I guess, if spinning the thing as slowly as possible and still getting it to start is the goal, then the starter speed ought to be regulated according to the temperature. This is a goal?
This question, necessary speed, strikes me as mildly interesting but practically more or less unimportant because it is a simple matter to spin the engine up to rated speed with an electric motor. That ought to permit starts in the worst weather that the engine can start in, unless the engine were pre-heated in some way.
Because the governor and fuel rack would see this speed as full speed the injection rate at the beginning of engine self-operation would be minimal, thus minimizing, one would expect, cold start emissions.
The large diesels I have worked with, whether they use a compression relaese or not, spin up very fast. The Enterprise engines I have worked on actually ran on compressed air at rated speed - the air being admitted to each cylinder by a timed pilot valve distributor and relay valves in each head. Those are 500 hp per cylinder. Takes a big air tank.... The EMD 16 and 20's, 12 V 92's....electric motor starter, big 'un, and they lit off fast!
It strikes me as just as much work to build a gizmo to spin an engine slowly as it is to spin one fast.

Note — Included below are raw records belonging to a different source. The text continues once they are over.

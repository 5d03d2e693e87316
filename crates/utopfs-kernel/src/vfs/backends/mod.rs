//! Reference backing stores.
//!
//! The production storage engine lives outside this crate; these implement
//! [`BackingStore`](super::BackingStore) for tests and standalone use.

mod local;
mod memory;

pub use local::LocalBackend;
pub use memory::MemoryBackend;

Just my hunch here, based on some long ago experience, but I think the stress on the piston and rings is less when the engine is started, the pump control moved to "run", after the engine is at or near rated speed. My hunch? What was I doing? I was a kid back in 1965 trying to find out how slowly I could crank a horizontal single cylinder diesel and still get it to start - and I managed to break some rings and create a reall expensive mess. That was the generator at Monument Valley Ranger Station, the Tribe ate the cost, lucky me!